Whether you’re a sightseer seeking a laid-back getaway or a thrill-seeker in pursuit of your next exhilarating escapade, there is no shortage of incredible activities. Be sure to include these nine unforgettable experiences in your Dolomites itinerary.

Related read: Things to do in the Dolomites in Winter

Here’s an overview:

9 Things to Do in the Dolomites in Summer

Here’s a breakdown of the best summer activities in the Dolomites.

1. Trekking Through the Landscape

Follow ancient trails to roam around the heart of this mountainous wonderland and chase Instagrammable sunsets. The Dolomites are a day hiker’s paradise. The site has a vast array of trails for all experience levels. Some routes offer more views than others, but each leads to a distinct world.

Hiking the Tre Cime loop in summer lets you walk through charming flower fields before seeing Lavaredo’s prominent trio of peaks. A steep peregrination to the Croda del Becco can be taxing but fulfilling, rewarding you with a spectacular vista of Lago di Braies’ emerald waters. Cadini di Misurina’s viewpoint gives you a panorama of sharp rock monoliths piercing the alpine sky. A saunter to the famed Geisler Alm meadow is serene, taking you through forests, over creeks and past the idyllic Val di Funes.

2. Exploring the Mountains on Two Wheels

Pedal your way to the region’s stunning spots and then some. If hiking’s not your speed, riding a mountain bike is an exhilarating alternative. The Dolomites have an extensive network of cycling paths, enabling you to cover more ground, explore the surroundings in an up-tempo fashion and get your adrenaline pumping.

Biking in the Dolomites is a thrilling endeavor regardless of how you go about it. You can go solo and make it a spiritual excursion to the mountains on wheels. You can take on challenging biking trails in an intimate group and use drafting to endure longer, faster rides.
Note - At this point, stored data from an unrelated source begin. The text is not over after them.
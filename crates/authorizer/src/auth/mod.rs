//! Token authentication for gateway invocations.
//!
//! - [`extract`]: bearer token extraction from the authorization field
//! - [`jwks`]: signing key cache backed by the provider's JWKS endpoint
//! - [`jwt`]: signature and claim verification
//! - [`claims`]: raw and verified token claims
//! - [`clock`]: injectable time source

pub mod claims;
pub mod clock;
pub mod extract;
pub mod jwks;
pub mod jwt;

pub use claims::VerifiedClaims;
pub use clock::{Clock, SystemClock};
pub use extract::extract_bearer_token;
pub use jwks::{HttpKeySetFetcher, KeyCache, KeyCacheError, KeySetFetcher};
pub use jwt::{TokenValidator, TokenVerifier, TrustPolicy};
You can book tours alone or with friends to enjoy more structure and revel in fun activities between rides, like experiencing the finest cheeses and wines in various quaint towns. Wines in Italy are some of the best in the world, but go easy on booze to stay hydrated and avoid being buzzed to pedal safely.

If you want to bike competitively, join a race and ride with thousands of other cycling enthusiasts. July is the best time for touring cyclists to be in the Dolomites. You can participate in Maratona dles Dolomites – Enel, where you can choose from various route lengths — 55-138 kilometers or 34-86 miles. Longer routes mean higher altitudes and fewer cars.
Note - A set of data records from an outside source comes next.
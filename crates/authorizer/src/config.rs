//! Authorizer configuration.
//!
//! Configuration is loaded from environment variables once at startup. The
//! service refuses to start on missing or partial trust configuration; there
//! is no fallback issuer or audience.

use crate::auth::jwks::{DEFAULT_CACHE_TTL, DEFAULT_FETCH_TIMEOUT};
use crate::auth::jwt::TrustPolicy;
use common::config::ObservabilityConfig;
use common::jwt::{DEFAULT_CLOCK_SKEW, MAX_CLOCK_SKEW};
use jsonwebtoken::Algorithm;
use std::collections::HashMap;
use std::env;
use std::str::FromStr;
use std::time::Duration;
use thiserror::Error;

/// Default HTTP bind address.
pub const DEFAULT_BIND_ADDRESS: &str = "0.0.0.0:8080";

/// Default expected `token_use`.
pub const DEFAULT_TOKEN_USE: &str = "access";

/// Default allowed signing algorithm.
pub const DEFAULT_ALGORITHM: Algorithm = Algorithm::RS256;

/// Algorithms the key cache can produce keys for.
const SUPPORTED_ALGORITHMS: [Algorithm; 7] = [
    Algorithm::RS256,
    Algorithm::RS384,
    Algorithm::RS512,
    Algorithm::PS256,
    Algorithm::PS384,
    Algorithm::PS512,
    Algorithm::EdDSA,
];

/// Upper bound for the key set fetch timeout.
const MAX_FETCH_TIMEOUT: Duration = Duration::from_secs(30);

/// Authorizer configuration.
///
/// Holds no secrets, so the derived Debug is safe to log.
#[derive(Debug, Clone, PartialEq, Eq)]
pub struct Config {
    /// Server bind address (default: "0.0.0.0:8080").
    pub bind_address: String,

    /// Exact expected token issuer.
    pub issuer: String,

    /// Accepted audiences / client ids.
    pub audiences: Vec<String>,

    /// Expected `token_use` claim (default: "access").
    pub token_use: String,

    /// Signing algorithms tokens may declare (default: RS256).
    pub allowed_algorithms: Vec<Algorithm>,

    /// Provider JWKS endpoint (default: `{issuer}/.well-known/jwks.json`).
    pub jwks_url: String,

    /// Key set freshness window.
    pub jwks_cache_ttl: Duration,

    /// Upper bound on one key set fetch.
    pub jwks_fetch_timeout: Duration,

    /// Tolerance for `nbf`/`iat` in the future.
    pub clock_skew: Duration,

    /// Time to keep serving after a shutdown signal.
    pub drain_period: Duration,

    /// Logging setup.
    pub observability: ObservabilityConfig,
}

#[derive(Debug, Error, PartialEq, Eq)]
pub enum ConfigError {
    #[error("Missing required environment variable: {0}")]
    MissingEnvVar(String),

    #[error("Invalid issuer configuration: {0}")]
    InvalidIssuer(String),

    #[error("Invalid audience configuration: {0}")]
    InvalidAudience(String),

    #[error("Invalid algorithm configuration: {0}")]
    InvalidAlgorithm(String),

    #[error("Invalid JWKS URL configuration: {0}")]
    InvalidJwksUrl(String),

    #[error("Invalid duration configuration: {0}")]
    InvalidDuration(String),

    #[error("Invalid clock skew configuration: {0}")]
    InvalidClockSkew(String),

    #[error("Invalid boolean configuration: {0}")]
    InvalidBool(String),
}

impl Config {
    /// Load configuration from environment variables.
    pub fn from_env() -> Result<Self, ConfigError> {
        Self::from_vars(&env::vars().collect())
    }

    /// Load configuration from a HashMap (for testing).
    pub fn from_vars(vars: &HashMap<String, String>) -> Result<Self, ConfigError> {
        let bind_address = vars
            .get("BIND_ADDRESS")
            .cloned()
            .unwrap_or_else(|| DEFAULT_BIND_ADDRESS.to_string());

        let issuer = parse_issuer(vars)?;

        let audiences = parse_list(required(vars, "AUTHORIZER_AUDIENCE")?);
        if audiences.is_empty() {
            return Err(ConfigError::InvalidAudience(
                "AUTHORIZER_AUDIENCE must name at least one audience".to_string(),
            ));
        }

        let token_use = non_empty(vars, "AUTHORIZER_TOKEN_USE")
            .map_or(DEFAULT_TOKEN_USE, str::trim)
            .to_string();

        let allowed_algorithms = match non_empty(vars, "AUTHORIZER_ALLOWED_ALGORITHMS") {
            Some(value) => parse_algorithms(value)?,
            None => vec![DEFAULT_ALGORITHM],
        };

        let jwks_url = match non_empty(vars, "AUTHORIZER_JWKS_URL") {
            Some(url) => url.to_string(),
            None => format!("{}/.well-known/jwks.json", issuer.trim_end_matches('/')),
        };
        if !(jwks_url.starts_with("https://") || jwks_url.starts_with("http://")) {
            return Err(ConfigError::InvalidJwksUrl(format!(
                "AUTHORIZER_JWKS_URL must be an http(s) URL, got '{jwks_url}'"
            )));
        }

        let jwks_cache_ttl =
            parse_duration(vars, "AUTHORIZER_JWKS_CACHE_TTL_SECONDS", Duration::from_secs)?
                .unwrap_or(DEFAULT_CACHE_TTL);

        let jwks_fetch_timeout =
            parse_duration(vars, "AUTHORIZER_JWKS_FETCH_TIMEOUT_MS", Duration::from_millis)?
                .unwrap_or(DEFAULT_FETCH_TIMEOUT);
        if jwks_fetch_timeout > MAX_FETCH_TIMEOUT {
            return Err(ConfigError::InvalidDuration(format!(
                "AUTHORIZER_JWKS_FETCH_TIMEOUT_MS must not exceed {} ms",
                MAX_FETCH_TIMEOUT.as_millis()
            )));
        }

        let clock_skew = parse_clock_skew(vars)?;

        let drain_period = match vars.get("AUTHORIZER_DRAIN_SECONDS") {
            Some(value) => Duration::from_secs(value.trim().parse().map_err(|e| {
                ConfigError::InvalidDuration(format!(
                    "AUTHORIZER_DRAIN_SECONDS must be a non-negative integer, got '{value}': {e}"
                ))
            })?),
            None => Duration::ZERO,
        };

        let mut observability = ObservabilityConfig::default();
        if let Some(value) = vars.get("AUTHORIZER_LOG_JSON") {
            observability.json_logs = parse_bool("AUTHORIZER_LOG_JSON", value)?;
        }

        Ok(Config {
            bind_address,
            issuer,
            audiences,
            token_use,
            allowed_algorithms,
            jwks_url,
            jwks_cache_ttl,
            jwks_fetch_timeout,
            clock_skew,
            drain_period,
            observability,
        })
    }

    /// Trust parameters for the token verifier.
    pub fn trust_policy(&self) -> TrustPolicy {
        TrustPolicy {
            issuer: self.issuer.clone(),
            audiences: self.audiences.clone(),
            token_use: self.token_use.clone(),
            allowed_algorithms: self.allowed_algorithms.clone(),
            clock_skew: self.clock_skew,
        }
    }
}

fn required<'a>(vars: &'a HashMap<String, String>, name: &str) -> Result<&'a str, ConfigError> {
    non_empty(vars, name).ok_or_else(|| ConfigError::MissingEnvVar(name.to_string()))
}

fn non_empty<'a>(vars: &'a HashMap<String, String>, name: &str) -> Option<&'a str> {
    vars.get(name)
        .map(String::as_str)
        .filter(|value| !value.trim().is_empty())
}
Alternatively, you can sign up for the South Tyrol Dolomiti Superbike, which is the most challenging cycling event in the Dolomites. You must be physically fit to endure the race’s 60-kilometer, 85-kilometer and 123-kilometer routes.

Related read: Tips for Active Holidays

3. Gazing on Rock Towers in Awe

Take in the sight of one of nature’s most remarkable sculptures. Inactivity seems counterintuitive when you travel, but hitting pause and appreciating the marvel before you can be an ecstatic experience.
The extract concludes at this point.